* **TASK GOAL**
Copy out all lines of the records in which the word "layout" appears.

* **Records from a data source**

use clap::Args;
use plotly::Plot;

use super::{grid::TimeFrequency, layout, title, AxisSpec, ChannelCount, Product};
use crate::{
    args::{FftArgs, ProductArgs, StrideArgs},
    data::TimeSeries,
    signal::welch_asd,
};

pub const ACTION: &str = "spectrogram";

#[derive(Debug, Clone, Args)]
pub struct SpectrogramArgs {
    #[clap(flatten)]
    pub product: ProductArgs,
    #[clap(flatten)]
    pub fft: FftArgs,
    #[clap(flatten)]
    pub stride: StrideArgs,
}

impl Product for SpectrogramArgs {
    fn action(&self) -> &'static str {
        ACTION
    }

    fn args(&self) -> &ProductArgs {
        &self.product
    }

    fn channel_count(&self) -> ChannelCount {
        ChannelCount::exactly(1)
    }

    fn figure(&self, data: &[TimeSeries]) -> anyhow::Result<Plot> {
        self.channel_count().check(ACTION, data.len())?;
        let ch = &data[0];
        let tf = TimeFrequency::compute(ch, &self.fft, &self.stride, |range, seg| {
            welch_asd(&ch.name, &ch.values[range], ch.sample_rate, seg)
        })?;

        let axes = &self.product.axes;
        let log_y = axes.log_y(true);
        let mut plot = Plot::new();
        plot.add_trace(tf.heatmap(&ch.name, log_y));

        let x_label = format!("Time (s) from GPS {}", ch.t0);
        let title = title(&self.product, || format!("{} spectrogram", ch.name));
        plot.set_layout(layout(
            &title,
            AxisSpec {
                label: &x_label,
                log: axes.log_x(false),
                min: axes.xmin,
                max: axes.xmax,
            },
            AxisSpec {
                label: "Frequency (Hz)",
                log: log_y,
                min: axes.ymin,
                max: axes.ymax,
            },
        ));
        Ok(plot)
    }
}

* **SOLUTION FOR THIS PROBLEM**
use super::{grid::TimeFrequency, layout, title, AxisSpec, ChannelCount, Product};
        plot.set_layout(layout(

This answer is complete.